Associated Press Writer

WASHINGTON (AP) via NewsEdge Corporation -

House Democrats on Tuesday proposed a health care plan for military personnel and their families that would eliminate co-payments in the government's insurance program for active-duty personnel.

``We made a promise to take care of these career men and women and their families,'' said Missouri Rep. Ike Skelton, the senior Democrat on the Armed Services Committee. ``We must keep that promise.''

Sponsors said the plan would cost at least $910 million, far less than a broader Republican measure offered last week and estimated to cost between $8 billion and $10 billion.

Military health care improvements appear to be on the same path in 2000 as the military pay raise and benefits package that became law in 1999. In testimony before Congress last week, Defense Secretary William Cohen called health care ``perhaps the single most important issue we can address this year and in the future.''

About 10 health care proposals are before Congress, committee staff said, and hearings are planned in the spring. The GOP plan already has more than 260 co-sponsors.

A key provision of the bill sponsored by Skelton and fellow Democrats Neil Abercrombie of Hawaii and Gene Taylor of Mississippi would allow Medicare-eligible military retirees over 65 to choose either a military hospital or a Medicare provider in their communities.

Since 1956, military retirees only have had a choice between free care at a military facility or enrolling in an insurance plan, which for most meant the government's Tricare program.

After 65, all retirees are switched to Medicare, which only pays a reimbursement rate of about 75 percent, making it difficult to find providers and forcing many veterans to pay thousands of dollars out of pocket.

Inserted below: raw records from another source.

//! Core library for the morsel meal log: the meal record model, the
//! flat-file CSV store, and the statistics computed over it.

pub mod models;
pub mod stats;
pub mod store;
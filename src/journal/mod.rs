//! The loaded journal and its single-owner command service.

pub mod service;
pub mod store;

pub use service::{spawn_journal_service, JournalCommand, JournalHandle};
pub use store::{load_journal, read_journal, save_journal, write_journal, StoreError};

use crate::domain::{ContractId, Decimal, LegRef, TickerId, Trade, TradeError, TradeId, Transaction};
use crate::engine::position;
use crate::engine::reconcile::{self, LocalPosition, PositionKey};
use crate::market::PortfolioUpdate;
use chrono::NaiveDate;
use std::collections::HashMap;
use thiserror::Error;
use tracing::debug;

#[derive(Debug, Error)]
pub enum JournalError {
    #[error("unknown trade {0}")]
    UnknownTrade(TradeId),
    #[error(transparent)]
    Trade(#[from] TradeError),
    #[error(transparent)]
    Store(#[from] StoreError),
    #[error("journal service has stopped")]
    Closed,
}

/// An open trade still waiting for a price subscription.
#[derive(Debug, Clone, PartialEq, Eq)]
pub struct SubscriptionRequest {
    pub trade: TradeId,
    pub ticker_symbol: String,
    pub future_expiry: Option<NaiveDate>,
}

/// Every trade of the loaded log plus session bindings from gateway ids to legs.
#[derive(Debug, Default)]
pub struct Journal {
    trades: Vec<Trade>,
    contracts: HashMap<ContractId, (TradeId, LegRef)>,
    dirty: bool,
}

impl Journal {
    pub fn new(mut trades: Vec<Trade>) -> Self {
        for trade in trades.iter_mut() {
            position::refresh(trade);
        }
        Self {
            trades,
            contracts: HashMap::new(),
            dirty: false,
        }
    }

    pub fn trades(&self) -> &[Trade] {
        &self.trades
    }

    pub fn trade(&self, id: TradeId) -> Option<&Trade> {
        self.trades.get(id.0)
    }

    fn trade_mut(&mut self, id: TradeId) -> Result<&mut Trade, JournalError> {
        self.trades.get_mut(id.0).ok_or(JournalError::UnknownTrade(id))
    }

    /// True once a transaction or trade was added since load or the last save.
    pub fn is_dirty(&self) -> bool {
        self.dirty
    }

    pub fn mark_saved(&mut self) {
        self.dirty = false;
    }

    pub fn add_trade(&mut self, mut trade: Trade) -> TradeId {
        position::refresh(&mut trade);
        self.trades.push(trade);
        self.dirty = true;
        TradeId(self.trades.len() - 1)
    }

    pub fn record_transaction(&mut self, id: TradeId, tx: Transaction) -> Result<(), JournalError> {
        let trade = self.trade_mut(id)?;
        position::record_transaction(trade, tx)?;
        self.dirty = true;
        Ok(())
    }

    /// Open trades that have not issued a price subscription yet this session.
    pub fn pending_subscriptions(&self) -> Vec<SubscriptionRequest> {
        self.trades
            .iter()
            .enumerate()
            .filter(|(_, t)| t.is_open && !t.ticker_data_requested)
            .map(|(i, t)| SubscriptionRequest {
                trade: TradeId(i),
                ticker_symbol: t.ticker_symbol.clone(),
                future_expiry: t.future_expiry,
            })
            .collect()
    }

    /// Record that a subscription was issued. `ticker_id` is `None` when no
    /// contract could be built; the trade is still not retried.
    pub fn mark_subscribed(&mut self, id: TradeId, ticker_id: Option<TickerId>) -> Result<(), JournalError> {
        let trade = self.trade_mut(id)?;
        trade.ticker_data_requested = true;
        trade.ticker_id = ticker_id;
        Ok(())
    }

    /// Forget per-connection subscription state so a new connection resubscribes.
    pub fn clear_subscriptions(&mut self) {
        for trade in self.trades.iter_mut() {
            trade.ticker_data_requested = false;
            trade.ticker_id = None;
        }
    }

    pub fn apply_prices(&mut self, id: TradeId, last: Decimal, close: Decimal) -> Result<(), JournalError> {
        self.trade_mut(id)?.apply_prices(last, close);
        Ok(())
    }

    /// Fold one portfolio valuation into the matching leg and its trade's rollup.
    ///
    /// The first update for a contract binds it to the open leg with the same
    /// position key; later updates go straight to that leg. Returns the trade
    /// that changed, or `None` when no local leg matches.
    pub fn apply_portfolio(&mut self, update: &PortfolioUpdate) -> Option<TradeId> {
        let (trade_id, leg_ref) = match self.contracts.get(&update.contract_id).copied() {
            Some(bound) => bound,
            None => {
                let bound = self.bind_contract(update.contract_id, &update.key)?;
                self.contracts.insert(update.contract_id, bound);
                bound
            }
        };

        let trade = self.trades.get_mut(trade_id.0)?;
        let decimals = trade.ticker_decimals;
        let leg = trade.leg_mut(leg_ref)?;
        let position_cost = update.average_cost * Decimal::from(update.position.abs());
        leg.apply_quote(
            position_cost,
            update.market_value,
            update.unrealized_pnl,
            decimals,
        );
        trade.recompute_rollup();
        Some(trade_id)
    }

    fn bind_contract(&mut self, contract_id: ContractId, key: &PositionKey) -> Option<(TradeId, LegRef)> {
        for (i, trade) in self.trades.iter_mut().enumerate() {
            if !trade.is_open {
                continue;
            }
            let found = trade
                .open_legs
                .iter()
                .copied()
                .find(|r| {
                    trade.leg(*r).is_some_and(|leg| {
                        leg.contract_id.is_none() && PositionKey::for_leg(trade, leg) == *key
                    })
                });
            if let Some(leg_ref) = found {
                if let Some(leg) = trade.leg_mut(leg_ref) {
                    leg.contract_id = Some(contract_id);
                }
                debug!(contract_id = contract_id.0, key = %key, trade = i, "Contract bound to leg");
                return Some((TradeId(i), leg_ref));
            }
        }
        debug!(contract_id = contract_id.0, key = %key, "No open leg for contract");
        None
    }

    pub fn local_positions(&self) -> Vec<LocalPosition> {
        reconcile::local_positions(&self.trades)
    }
}
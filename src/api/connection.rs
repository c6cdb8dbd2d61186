use axum::extract::State;
use axum::Json;
use serde::Serialize;
use std::collections::BTreeMap;

use super::AppState;
use crate::error::AppError;
use crate::market::ConnectionState;

#[derive(Debug, Serialize)]
#[serde(rename_all = "camelCase")]
pub struct ConnectionResponse {
    pub state: ConnectionState,
    pub subscriptions: usize,
    #[serde(skip_serializing_if = "BTreeMap::is_empty")]
    pub account: BTreeMap<String, String>,
}

fn snapshot(state: &AppState) -> ConnectionResponse {
    let bridge = state.session.bridge();
    ConnectionResponse {
        state: state.session.state(),
        subscriptions: bridge.subscription_count(),
        account: bridge.account_values(),
    }
}

pub async fn get_connection(State(state): State<AppState>) -> Json<ConnectionResponse> {
    Json(snapshot(&state))
}

pub async fn post_connect(State(state): State<AppState>) -> Result<Json<ConnectionResponse>, AppError> {
    state.session.connect().await?;
    Ok(Json(snapshot(&state)))
}

pub async fn post_disconnect(State(state): State<AppState>) -> Json<ConnectionResponse> {
    state.session.disconnect().await;
    Json(snapshot(&state))
}
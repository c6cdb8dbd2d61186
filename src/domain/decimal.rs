//! Money type backed by rust_decimal.
//!
//! Journal amounts are stored with four decimal places and displayed with the
//! per-underlying precision, so the wrapper carries both formatting paths.

use rust_decimal::Decimal as RustDecimal;
use rust_decimal::RoundingStrategy;
use serde::{Deserialize, Serialize};
use std::fmt;
use std::str::FromStr;

/// Number of decimal places used when money fields are written to the journal log.
pub const LOG_DECIMALS: u32 = 4;

/// Lossless decimal for prices, fees, totals and portfolio values.
///
/// Serializes to a JSON number.
#[derive(
    Debug, Clone, Copy, Default, PartialEq, Eq, PartialOrd, Ord, Hash, Serialize, Deserialize,
)]
pub struct Decimal(#[serde(with = "rust_decimal::serde::float")] RustDecimal);

impl Decimal {
    pub fn new(value: RustDecimal) -> Self {
        Decimal(value)
    }

    /// Parse a decimal from a string losslessly.
    ///
    /// # Errors
    /// Returns an error if the string is not a valid decimal number.
    pub fn from_str_canonical(s: &str) -> Result<Self, rust_decimal::Error> {
        RustDecimal::from_str(s.trim()).map(Decimal)
    }

    /// Parse a journal field, treating an empty field as zero.
    ///
    /// Returns `None` when the text is present but not a number so callers can
    /// substitute zero and flag the record.
    pub fn parse_field(s: &str) -> Option<Self> {
        let s = s.trim();
        if s.is_empty() {
            return Some(Decimal::zero());
        }
        Self::from_str_canonical(s).ok()
    }

    /// Canonical string without trailing zeros or exponent notation.
    pub fn to_canonical_string(&self) -> String {
        format!("{}", self.0.normalize())
    }

    /// Fixed-point string with exactly `dp` decimal places, rounding half away from zero.
    pub fn to_fixed(&self, dp: u32) -> String {
        let rounded = self
            .0
            .round_dp_with_strategy(dp, RoundingStrategy::MidpointAwayFromZero);
        format!("{:.*}", dp as usize, rounded)
    }

    /// The representation written to the journal log.
    pub fn to_log_string(&self) -> String {
        self.to_fixed(LOG_DECIMALS)
    }

    pub fn inner(&self) -> RustDecimal {
        self.0
    }

    pub fn zero() -> Self {
        Decimal(RustDecimal::ZERO)
    }

    pub fn is_zero(&self) -> bool {
        self.0.is_zero()
    }

    pub fn is_positive(&self) -> bool {
        !self.is_zero() && self.0.is_sign_positive()
    }

    pub fn is_negative(&self) -> bool {
        !self.is_zero() && self.0.is_sign_negative()
    }

    pub fn abs(&self) -> Self {
        Decimal(self.0.abs())
    }

    pub fn hundred() -> Self {
        Decimal(RustDecimal::ONE_HUNDRED)
    }

    /// `numerator / denominator`, or zero when the denominator is zero.
    pub fn checked_ratio(numerator: Decimal, denominator: Decimal) -> Decimal {
        if denominator.is_zero() {
            return Decimal::zero();
        }
        numerator / denominator
    }

    /// Magnitude of `self` carrying the sign of `sign_source`.
    pub fn with_sign_of(&self, sign_source: Decimal) -> Decimal {
        if sign_source.is_negative() {
            -self.abs()
        } else {
            self.abs()
        }
    }
}

impl fmt::Display for Decimal {
    fn fmt(&self, f: &mut fmt::Formatter<'_>) -> fmt::Result {
        write!(f, "{}", self.to_canonical_string())
    }
}

impl FromStr for Decimal {
    type Err = rust_decimal::Error;

    fn from_str(s: &str) -> Result<Self, Self::Err> {
        Self::from_str_canonical(s)
    }
}

impl From<RustDecimal> for Decimal {
    fn from(value: RustDecimal) -> Self {
        Decimal(value)
    }
}

impl From<Decimal> for RustDecimal {
    fn from(value: Decimal) -> Self {
        value.0
    }
}

impl From<i64> for Decimal {
    fn from(value: i64) -> Self {
        Decimal(RustDecimal::from(value))
    }
}

impl std::ops::Add for Decimal {
    type Output = Decimal;

    fn add(self, rhs: Decimal) -> Decimal {
        Decimal(self.0 + rhs.0)
    }
}

impl std::ops::AddAssign for Decimal {
    fn add_assign(&mut self, rhs: Decimal) {
        self.0 += rhs.0;
    }
}

impl std::ops::Sub for Decimal {
    type Output = Decimal;

    fn sub(self, rhs: Decimal) -> Decimal {
        Decimal(self.0 - rhs.0)
    }
}

impl std::ops::Mul for Decimal {
    type Output = Decimal;

    fn mul(self, rhs: Decimal) -> Decimal {
        Decimal(self.0 * rhs.0)
    }
}

impl std::ops::Div for Decimal {
    type Output = Decimal;

    fn div(self, rhs: Decimal) -> Decimal {
        Decimal(self.0 / rhs.0)
    }
}

impl std::ops::Neg for Decimal {
    type Output = Decimal;

    fn neg(self) -> Decimal {
        Decimal(-self.0)
    }
}

impl std::iter::Sum for Decimal {
    fn sum<I: Iterator<Item = Decimal>>(iter: I) -> Decimal {
        iter.fold(Decimal::zero(), |acc, d| acc + d)
    }
}

#[cfg(test)]
mod tests {
    use super::*;

    fn d(s: &str) -> Decimal {
        Decimal::from_str_canonical(s).unwrap()
    }

    #[test]
    fn test_log_string_has_four_places() {
        assert_eq!(d("12").to_log_string(), "12.0000");
        assert_eq!(d("-1.5").to_log_string(), "-1.5000");
        assert_eq!(d("0.00005").to_log_string(), "0.0001");
    }

    #[test]
    fn test_fixed_display_precision() {
        assert_eq!(d("4512.256").to_fixed(2), "4512.26");
        assert_eq!(d("1.1").to_fixed(4), "1.1000");
    }

    #[test]
    fn test_parse_field_empty_is_zero() {
        assert_eq!(Decimal::parse_field(""), Some(Decimal::zero()));
        assert_eq!(Decimal::parse_field("  "), Some(Decimal::zero()));
        assert_eq!(Decimal::parse_field("2.50"), Some(d("2.5")));
        assert_eq!(Decimal::parse_field("abc"), None);
    }

    #[test]
    fn test_checked_ratio_zero_denominator() {
        assert_eq!(Decimal::checked_ratio(d("10"), Decimal::zero()), Decimal::zero());
        assert_eq!(Decimal::checked_ratio(d("10"), d("4")), d("2.5"));
    }

    #[test]
    fn test_with_sign_of() {
        assert_eq!(d("25").with_sign_of(d("-3")), d("-25"));
        assert_eq!(d("-25").with_sign_of(d("3")), d("25"));
        assert_eq!(d("-25").with_sign_of(Decimal::zero()), d("25"));
    }

    #[test]
    fn test_sum_and_json_number() {
        let total: Decimal = vec![d("-100.25"), d("40"), d("0.25")].into_iter().sum();
        assert_eq!(total, d("-60"));
        let json = serde_json::to_value(d("123.456")).unwrap();
        assert!(json.is_number());
    }
}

The Democrats' measure would extend for one year a demonstration project allowing retirees to voluntarily sign up for the same health care program as federal civilian retirees _ the Federal Employee Health Benefits Program.

The GOP proposal would eliminate the demonstration project and open the civil service plan to any military retiree. For 20-year retirees who entered military service before June 7, 1956, the government would pay 100 percent of costs.

The Democrats' plan would provide all retirees and family members with access to the national mail-order pharmacy program and retail pharmacy, which eliminates the requirement that retirees over 65 use a base pharmacy to fill prescriptions.

The measure also would shave Tricare's out-of-pocket costs for catastrophic care from $7,500 to $3,000 annually. Service members and their families also would be reimbursed for travel costs when they are referred to specialists in faraway places.